30 Ağustos 1995 yılında Tuğgeneralliğe terfi ettirilerek 4 yıl müddetle Edirne / Keşan 'da 4’ncü Mekanize Tugay Komutanı görevini ifa ettim. 1999-2001 yılları arasında Milli Savunma Bakanlığı Personel Başkanlığı görevinde bulundum, 30 Ağustos 2001 tarihi itibariyle emekli oldum.
2002 - 2003 yıllarında Avrasya Stratejik Araştırmalar Merkezinde (ASAM), Terör, Ortadoğu, Irak ve İkinci Körfez Savaşı konularında çalışmalar yaptım ve birçok TV programı, konferans ve seminerlere katıldım. Ayrıca "Milli Mücadelede Mardin" adı altında Osmanlıca belgelere dayalı kapsamlı bir araştırma yaparak yayımladım.
Tercümanlık yapacak düzeyde iyi Arapça bilmekteyim. Cumhurbaşkanı, Başbakan, Genelkurmay Başkanı ve Milli Savunma Bakanı düzeyinde tercümanlık görevinde bulundum.
Bu güne kadar çeşitli istihbarat kursları, yurt içi ve yurt dışında savaş beden eğitimi ve spor kursları, TSK Dil Okulu Arapça Bölümü ve Suudi Arabistan Kültür Merkezinde Arapça kurslarını takip ettim, Bağdat Üniversitesi Arap Dili ve Edebiyatı bölümünde kısa bir süre öğrenim gördüm.
Emeklilik dönemimde OYAK, Türkiye Uçak Sanayi A.Ş. (TUSAŞ) ve Mehmetçik Vakfında yönetim kurulu üyeliği yaptım. Halen MAREV ve MARSEV’de yöneticilik görevini sürdürmekteyim.
Eşim emekli lise öğretmenidir. Üniversite öğrenimlerini tamamlayan üç kız çocuğu babasıyım, Aktif olarak spor ve müzikle ilgilenmekteyim.
MARDİN’DEKİ EĞİTİM VE ÖĞRETİM ZAMANINIZDA HOCALARINIZ VE SINIF ARKADAŞLARINIZ KİMLERDİ?

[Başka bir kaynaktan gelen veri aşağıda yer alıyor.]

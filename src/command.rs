use serde::{Deserialize, Serialize};
use serde_json::Map;

use crate::session::SessionToken;
use crate::store::Document;

/// How [`Request::Find`] results are returned.
///
/// [`Request::Find`]: ./enum.Request.html#variant.Find
#[derive(Debug, Clone, Copy, PartialEq, Eq, Serialize, Deserialize)]
pub enum FindRsp {
    /// the top-level keys whose document matched
    Keys,
    /// the normalized path string of every matching node
    Paths,
    /// the matching documents themselves, keyed like a get
    Kv,
}

/// The requests a client can make against the store.
///
/// Every document operation carries the token of the session it runs in;
/// tokens are handed out by [`SessionNew`] and [`SessionOpen`].
///
/// [`SessionNew`]: ./enum.Request.html#variant.SessionNew
/// [`SessionOpen`]: ./enum.Request.html#variant.SessionOpen
#[derive(Debug, Serialize, Deserialize)]
pub enum Request {
    /// create a session
    SessionNew {
        /// optional human name; named sessions derive a deterministic token
        /// so other callers can rendezvous on them
        name: Option<String>,
        /// whether other connections may attach by name
        shared: bool,
        /// seconds until the session expires; 0 means it never expires
        duration_secs: u64,
        /// remove the session on expiry instead of clearing its store
        delete_on_expire: bool,
    },
    /// attach to an existing shared session by name
    SessionOpen {
        /// the name the session was created with
        name: String,
    },
    /// explicitly end a session
    SessionEnd {
        /// the session to end
        token: SessionToken,
    },
    /// report a session's flags, key count and expiry; reading the info
    /// renews an expiring session (touch-on-access)
    SessionInfo {
        /// the session to inspect
        token: SessionToken,
    },
    /// report totals across every live session
    SessionInfoAll,
    /// report which of the given tokens are live
    SessionExists {
        /// the tokens to check
        tokens: Vec<SessionToken>,
    },
    /// end every session
    SessionEndAll,
    /// insert or overwrite documents
    Set {
        /// the session to operate on
        token: SessionToken,
        /// key/document pairs to store
        keys: Map<String, Document>,
    },
    /// insert documents only where the key is absent
    Add {
        /// the session to operate on
        token: SessionToken,
        /// key/document pairs to store
        keys: Map<String, Document>,
    },
    /// fetch documents; absent keys are omitted from the response
    Get {
        /// the session to operate on
        token: SessionToken,
        /// the keys to fetch
        keys: Vec<String>,
    },
    /// remove documents
    Remove {
        /// the session to operate on
        token: SessionToken,
        /// the keys to remove
        keys: Vec<String>,
    },
    /// empty the session's store
    Clear {
        /// the session to operate on
        token: SessionToken,
    },
    /// empty the session's store, then insert the given documents
    ClearSet {
        /// the session to operate on
        token: SessionToken,
        /// key/document pairs stored after the clear
        keys: Map<String, Document>,
    },
    /// count the session's documents
    Count {
        /// the session to operate on
        token: SessionToken,
    },
    /// report which of the given keys are present
    Contains {
        /// the session to operate on
        token: SessionToken,
        /// the keys to check
        keys: Vec<String>,
    },
    /// list the session's keys
    Keys {
        /// the session to operate on
        token: SessionToken,
    },
    /// evaluate a structured path query against the session's documents
    Find {
        /// the session to operate on
        token: SessionToken,
        /// the JSONPath expression to evaluate
        path: String,
        /// restrict the query to these keys, when given
        keys: Option<Vec<String>>,
        /// what the response carries
        rsp: FindRsp,
    },
    /// replace every node a structured path selects within one document
    Update {
        /// the session to operate on
        token: SessionToken,
        /// the key of the document to patch
        key: String,
        /// the JSONPath expression selecting the nodes to replace
        path: String,
        /// the replacement value
        value: Document,
    },
    /// snapshot the registry to disk
    Save {
        /// the name to save under
        name: String,
        /// restrict the save to these sessions, when given
        tokens: Option<Vec<SessionToken>>,
    },
    /// restore sessions from the most recent completed snapshot under `name`
    Load {
        /// the name that was saved under
        name: String,
    },
}

/// Expiry details reported by [`Response::Info`].
///
/// [`Response::Info`]: ./enum.Response.html#variant.Info
#[derive(Debug, Clone, Copy, Serialize, Deserialize)]
pub struct ExpiryInfo {
    /// the configured duration, in seconds
    pub duration_secs: u64,
    /// seconds until a sweep processes the session
    pub remaining_secs: u64,
    /// whether expiry removes the session instead of clearing it
    pub delete_on_expire: bool,
}

/// Session details reported by [`Response::Info`].
///
/// [`Response::Info`]: ./enum.Response.html#variant.Info
#[derive(Debug, Serialize, Deserialize)]
pub struct SessionInfo {
    /// the session's token
    pub token: SessionToken,
    /// whether the session is shared
    pub shared: bool,
    /// the number of documents in the session's store
    pub key_count: usize,
    /// the expiry settings, absent for a session that never expires
    pub expiry: Option<ExpiryInfo>,
}

/// The responses returned for any [`Request`].
///
/// Expected failures (unknown token, duplicate session, bad query path,
/// save/load errors) arrive as the [`Err`] variant carrying a description.
///
/// [`Request`]: ./enum.Request.html
/// [`Err`]: ./enum.Response.html#variant.Err
#[derive(Debug, Serialize, Deserialize)]
pub enum Response {
    /// the token of a created or opened session
    Token {
        /// the session token to present with subsequent requests
        token: SessionToken,
    },
    /// details of one session
    Info(SessionInfo),
    /// totals across the registry
    InfoAll {
        /// live sessions
        sessions: usize,
        /// documents across every session
        keys: usize,
    },
    /// the subset of queried tokens that are live
    Exists {
        /// the live tokens
        tokens: Vec<SessionToken>,
    },
    /// documents returned by a get or a kv-mode find
    Documents {
        /// the found key/document pairs
        keys: Map<String, Document>,
    },
    /// the session's keys
    Keys {
        /// the keys, in no particular order
        keys: Vec<String>,
    },
    /// the subset of queried keys that are present
    Contains {
        /// the present keys
        keys: Vec<String>,
    },
    /// a count of documents or removals
    Count {
        /// the count
        count: usize,
    },
    /// how many sessions or documents a clear dropped
    Cleared {
        /// the number cleared
        count: usize,
    },
    /// keys or paths matched by a find
    Found {
        /// the matches, deduplicated
        matches: Vec<String>,
    },
    /// outcome of an update
    Updated {
        /// whether the document existed
        existed: bool,
        /// how many nodes were replaced
        count: usize,
    },
    /// outcome of a save
    Saved {
        /// the snapshot name
        name: String,
        /// sessions written
        sessions: usize,
        /// documents written
        keys: usize,
        /// how long the save took, in milliseconds
        duration_ms: u64,
    },
    /// outcome of a load
    Loaded {
        /// the snapshot name
        name: String,
        /// sessions reconstructed
        sessions: usize,
        /// documents reconstructed
        keys: usize,
        /// how long the load took, in milliseconds
        duration_ms: u64,
    },
    /// the request succeeded and carries no data
    Done,
    /// the request failed; contains a description of the error
    Err(String),
}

Sınıf arkadaşlarımın neredeyse tamamı yüksek öğrenimini tamamladı. Çok sınıf arkadaşım var, büyük bir çoğunluğu ile halen görüşüyorum, lise arkadaşlarımla bazen birlikte tatil de yapıyoruz. İlişkilerimiz kopmadı.
20 Mayıs 2016 tarihinde 1962-63-64-65 yılı Mardin Lisesi mezunları Ankara’da toplandık, bir arada 3 gün güzel vakit geçirdik. Yurtdışından gelen birkaç arkadaşımız da vardı.
Arkadaşlarımın adını vermeye gelince birkaçının adını verirsem diğerleri üzülür. İzin verirseniz isim saymayayım. Hepsini çok seviyorum, iyi ki varlar, varlıkları hayatıma renk katıyor.
TAHSİL HAYATINIZIN ÇOK İYİ GEÇTİĞİNİ BİLİYORUZ. HER ZAMAN ÇOK DİSİPLİNLİ BİR KİŞİLİĞİNİZ OLDUĞU DOĞRU MU ?
Kişiliğimden ve onurumdan ödün vermemeye çalıştım. Disiplin kurallarını hem kendim tam uyguladım, hem de astlarımdan istedim.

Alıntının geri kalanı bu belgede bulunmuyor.